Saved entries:

┌──

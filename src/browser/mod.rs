//! 浏览器层：调研核心消费的能力接口，以及 Chrome / Mock 两种实现

pub mod mock;
pub mod traits;

#[cfg(feature = "browser")]
pub mod chrome;

pub use mock::{MockBrowser, MockLog, MockResponse, MockScript, MockSurface};
pub use traits::{most_recent, ChatSurface, SignalHandle, SurfaceProvider};

#[cfg(feature = "browser")]
pub use chrome::{ChromeSession, ChromeSurface};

└──

### Try it:
Set down every entry again, exactly as written.

### Response:
filename src/browser/mod.rs
//! 浏览器层：调研核心消费的能力接口，以及 Chrome / Mock 两种实现

pub mod mock;
pub mod traits;

#[cfg(feature = "browser")]
pub mod chrome;

pub use mock::{MockBrowser, MockLog, MockResponse, MockScript, MockSurface};
pub use traits::{most_recent, ChatSurface, SignalHandle, SurfaceProvider};

#[cfg(feature = "browser")]
pub use chrome::{ChromeSession, ChromeSurface};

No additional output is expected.